DEPRESSÃO KRISTIN
“O vento roubou-me o 11 de Setembro”
Natália Guarda diz que normalidade parece ter sido varrida pelo vento
Há um mês, quando o JORNAL DE LEIRIA encontrou Natália Guarda, há uma semana que esta moradora na localidade de Alqueidão, na União de Freguesias de Boa Vista, vivia sem electricidade e sem comunicações.
Com os pais, de 76 e 82 anos, ao seu cuidado, explicava a dificuldade de dar banho à mãe acamada, “à luz de vela ou de lanterna, numa bacia com água aquecida no fogão a gás” e alertava para a existência de situações similares ou “ainda piores” espalhadas pelas aldeias.
“Falo, não por mim, que sou autónoma, nem pelos meus pais, que têm quem olhe por eles, mas pelos outros, que não têm quem lhes possa valer.”
Passadas quatro semanas, ficou o receio e uma sensação esquisita no peito, que persiste em não desaparecer, mesmo após os dias de sol e de calor primaveral da última semana, sem vento nem chuva.
Natália teme que os caprichos de uma natureza cuja previsibilidade foi profundamente alterada por outros caprichos - os do ser humano - regressem no futuro próximo. O impacto psicológico é a sua maior preocupação.
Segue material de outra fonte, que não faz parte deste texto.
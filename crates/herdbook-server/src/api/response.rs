//! JSON envelopes
//!
//! Successful bodies are `{"success": true, "data": ...}`. Failures are
//! `{"success": false, "error": {"code", "message", "details"?}}` where
//! `details` carries per-field validation messages.

use axum::{
    http::StatusCode,
    response::{IntoResponse, Response},
    Json,
};
use serde::Serialize;
use serde_json::Value;

#[derive(Debug, Serialize)]
pub struct ApiResponse<T> {
    pub success: bool,
    pub data: T,
}

impl<T: Serialize> ApiResponse<T> {
    pub fn success(data: T) -> Self {
        Self {
            success: true,
            data,
        }
    }

    /// Respond with something other than `200 OK`, e.g. `201 Created`
    pub fn with_status(self, status: StatusCode) -> Response {
        (status, Json(self)).into_response()
    }
}

impl<T: Serialize> IntoResponse for ApiResponse<T> {
    fn into_response(self) -> Response {
        self.with_status(StatusCode::OK)
    }
}

#[derive(Debug, Serialize)]
pub struct ErrorResponse {
    pub success: bool,
    pub error: ErrorDetail,
}

#[derive(Debug, Serialize)]
pub struct ErrorDetail {
    /// Stable machine-readable code such as `NOT_FOUND`
    pub code: &'static str,
    pub message: String,
    #[serde(skip_serializing_if = "Option::is_none")]
    pub details: Option<Value>,
}

impl ErrorResponse {
    pub fn new(code: &'static str, message: impl Into<String>) -> Self {
        Self {
            success: false,
            error: ErrorDetail {
                code,
                message: message.into(),
                details: None,
            },
        }
    }

    pub fn details(mut self, details: Value) -> Self {
        self.error.details = Some(details);
        self
    }
}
“Nós perdemos a confiança... O medo ficou e vai ficar”.
No coração de Natália, o tempo parece estagnado num estado de alerta constante. Embora a reconstrução física tenha reparado muitas das cicatrizes provocadas pela tempestade, as marcas invisíveis são profundas.
Natália diz que a comunidade está profundamente traumatizada, onde o assobiar do vento é suficiente para lançar vizinhos “em parafuso”.
Descreve o isolamento crescente, especialmente de idosos que, como o pai, agora temem aventurar-se na rua, “perdendo o convívio e a mobilidade”.
Ela própria admite estar a lidar com sintomas de Stress Pós-Traumático.
“Eu não estou bem”, diz.
Também fica ansiosa quando está sozinha e o vento começa a soprar, conta e promete que é desta que vai mesmo preparar uma “mochila de sobrevivência”, que sabe ser necessária para lidar com desastres como tremores de terra, já que Portugal está localizado em cima de uma bomba-relógio sísmica.
As palavras só lhe escapam quando a dor se torna palpável na voz, ao recordar a perda de um pinheiro-manso, plantado após o 11 de Setembro.
A árvore era um memorial pelas vítimas do derrube das torres gémeas e um símbolo para a fragilidade da vida.
“O vento roubou-me o 11 de Setembro”, lamenta, descrevendo a dor na alma, quando viu a árvore arrancada pela raiz.
“Mostrou-me a insignificância que o Homem tem diante da natureza.”
Um mês depois, a felicidade deu lugar à incerteza, pelo menos para já.
A normalidade parece ter sido varrida pelo vento, sem redes de apoio ou tecnologia que o aplaquem.